# clockwork mod keeps booting



## radi (Apr 26, 2012)

Hey everyone,

while trying to install the THB Band Unlock for my d2g (which didn't work for me since I'm still asked for the GSM unlock code) I installed bootstrap. Since I used bootstrap I have the following problem:

Everytime I remove my battery the phone will boot into the bootmanager/clockwork mod. If I hit "reboot system" at clockwork mod the phone boots up without any problems.

So it's a minor problem, but I still would like to skip this extra step everytime I remove the battery.

Any ideas anybody ??


----------



## bikedude880 (Jun 18, 2011)

Considering that the band unlock is only to allow use on certain GSM networks (and not unlock it for international use...)

The way CWM works is that it looks for a file at /data/.recovery_mode (or similar) and if it exists, loads the recovery. Now what removing the battery does (assuming it's removed before the system is 100% on, is keeps the system from removing that file (thus giving that cwm on reboot issue).
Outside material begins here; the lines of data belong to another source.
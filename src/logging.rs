//! Log file setup for hosts embedding the overlay

use std::fs::File;
use std::path::Path;

use anyhow::{Context, Result};
use simplelog::{Config, LevelFilter, WriteLogger};

/// Route the crate's `log` output to `path`, truncating it.
///
/// Fails if a global logger is already installed.
pub fn init_file_logger(path: &Path, level: LevelFilter) -> Result<()> {
    let file = File::create(path).with_context(|| format!("Failed to create log file {path:?}"))?;
    WriteLogger::init(level, Config::default(), file)
        .context("A global logger is already installed")?;
    log::info!("Logging to {path:?} at {level}");
    Ok(())
}
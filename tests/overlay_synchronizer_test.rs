use pdf_highlighter::event_source::{KeyModifiers, OverlayEvent, SimulatedEventSource};
use pdf_highlighter::highlight::{
    Content, DocumentRenderer, Highlight, HighlightId, OverlaySynchronizer, PageViewport, Rect, RendererEvent,
    Scaled, ScaledPosition, ScaleValue, SelectionOutcome, SelectionState, SelectionTicket,
};
use pdf_highlighter::test_utils::test_helpers::{MockRenderer, TestScenarioBuilder};
use pdf_highlighter::{HighlightError, HighlighterSettings};
use std::cell::{Cell, RefCell};
use std::rc::Rc;
use std::time::{Duration, Instant};

const PAGE_WIDTH: f64 = 600.0;
const PAGE_HEIGHT: f64 = 800.0;
const EPS: f64 = 1e-6;

/// What the test transform paints for each highlight
#[derive(Clone, Debug, PartialEq)]
enum Item {
    Painted {
        id: Option<String>,
        index: usize,
        rect: Rect,
        scrolled_to: bool,
    },
    Tip(String),
}

type Finished = Rc<RefCell<Vec<(ScaledPosition, Content, SelectionTicket)>>>;
type Overlay = OverlaySynchronizer<MockRenderer, (), Item>;

fn viewport() -> PageViewport {
    PageViewport::new([0.0, 0.0, PAGE_WIDTH, PAGE_HEIGHT], 1.0, 0)
}

fn highlight(id: &str, page: u32, rect: Rect, use_pdf_coordinates: bool) -> Highlight<()> {
    let scaled = Scaled::from_rect(&rect, PAGE_WIDTH, PAGE_HEIGHT);
    Highlight {
        id: HighlightId::new(id),
        position: ScaledPosition {
            page_number: page,
            bounding_rect: scaled,
            rects: vec![scaled],
            use_pdf_coordinates,
        },
        content: Content::text(id),
        data: (),
    }
}

fn synchronizer(renderer: MockRenderer) -> (Overlay, Finished) {
    synchronizer_with_tips(renderer, Rc::new(Cell::new(false)))
}

/// While `open_tip` is set, highlight "a" asks for a tip on every render pass
fn synchronizer_with_tips(renderer: MockRenderer, open_tip: Rc<Cell<bool>>) -> (Overlay, Finished) {
    let finished: Finished = Rc::default();
    let sink = Rc::clone(&finished);
    let sync: Overlay = OverlaySynchronizer::new(
        renderer,
        HighlighterSettings::default(),
        move |highlight, index, ctx| {
            if open_tip.get() && highlight.id.is_some_and(|id| id.as_str() == "a") {
                ctx.set_tip(|h| Item::Tip(format!("tip at {}", h.position.bounding_rect.top)));
            }
            Item::Painted {
                id: highlight.id.map(|id| id.to_string()),
                index,
                rect: highlight.position.bounding_rect,
                scrolled_to: ctx.is_scrolled_to(),
            }
        },
        move |position, content, ticket| {
            sink.borrow_mut()
                .push((position.clone(), content.clone(), ticket));
            Item::Tip(content.text.clone().unwrap_or_default())
        },
    );
    (sync, finished)
}

fn painted(sync: &Overlay, page: u32) -> Vec<Item> {
    sync.layer(page)
        .map(|layer| layer.items().to_vec())
        .unwrap_or_default()
}

fn painted_rect(sync: &Overlay, page: u32, index: usize) -> Rect {
    match &painted(sync, page)[index] {
        Item::Painted { rect, .. } => *rect,
        other => panic!("expected painted highlight, got {other:?}"),
    }
}

fn is_scrolled_to(sync: &Overlay, page: u32, id: &str) -> bool {
    painted(sync, page).iter().any(|item| {
        matches!(item, Item::Painted { id: Some(i), scrolled_to: true, .. } if i == id)
    })
}

fn assert_rect_close(actual: &Rect, expected: &Rect) {
    assert!(
        (actual.top - expected.top).abs() < EPS
            && (actual.left - expected.left).abs() < EPS
            && (actual.width - expected.width).abs() < EPS
            && (actual.height - expected.height).abs() < EPS,
        "{actual:?} != {expected:?}"
    );
}

fn scenario_a_rects() -> Vec<Rect> {
    vec![
        Rect::new(0.0, 0.0, 50.0, 10.0),
        Rect::new(0.0, 50.0, 30.0, 10.0),
        Rect::new(10.0, 0.0, 40.0, 10.0),
    ]
}

/// Drive a two-line text selection to the tip, returning when the tip was shown
fn finish_text_selection(sync: &mut Overlay, start: Instant) -> Instant {
    let rects = scenario_a_rects();
    let mut source = TestScenarioBuilder::new(start)
        .select_text(1, "two", &rects[..1])
        .wait_ms(200)
        .select_text(1, "two lines", &rects)
        .build();
    let last = sync.drain_events(&mut source).unwrap().unwrap();
    let due = last + Duration::from_millis(500);
    sync.poll(due);
    due
}
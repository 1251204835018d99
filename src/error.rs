//! Error taxonomy for highlight geometry and overlay rendering

use crate::highlight::HighlightId;

/// Errors raised by the highlight core.
///
/// `EmptyInput` is a programmer error. `StaleViewport` and
/// `CaptureUnavailable` are renderer timing races: the synchronizer
/// skips the affected page and retries on the next render-complete event.
#[derive(Debug, thiserror::Error)]
pub enum HighlightError {
    #[error("bounding rect requested for an empty rect set")]
    EmptyInput,

    #[error("page {page} has not been painted yet, nothing to capture")]
    CaptureUnavailable { page: u32 },

    #[error("capture area lies outside the canvas of page {page}")]
    EmptyCapture { page: u32 },

    #[error("no viewport available for page {page}")]
    StaleViewport { page: u32 },

    #[error("selection is outside the tracked document container")]
    SelectionOutOfBounds,

    #[error("unknown highlight {0}")]
    UnknownHighlight(HighlightId),

    #[error("page {page} is outside the document (1..={page_count})")]
    InvalidPage { page: u32, page_count: u32 },

    #[error("failed to encode screenshot: {0}")]
    Encode(#[from] image::ImageError),
}

pub type Result<T> = std::result::Result<T, HighlightError>;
My only question now is: Did you flash a rom as well (CM9, Gummy, AOKP, CM7) or just the band unlock. The reason is that those custom roms utilize 2nd-init to manage booting of the system (and ultimately conflicts with D2/DX bootstrap).


----------



## radi (Apr 26, 2012)

I did this:

http://rootzwiki.com/topic/9358-my-experience-of-gsm-band-unlock-worked-on-330-to-gb/

First time I got stuck when I wanted to restore the nandroid due to a md5 error.
with my second try everything worked out fine besides that I was still asked for a unlock code with a US T-Mobile card.

I ended up with GB and a unlock from a local phone service.

I do not have any files in /data.
Still the clockworkmode start up every first time i start the phone....choose reboot from there works fine


----------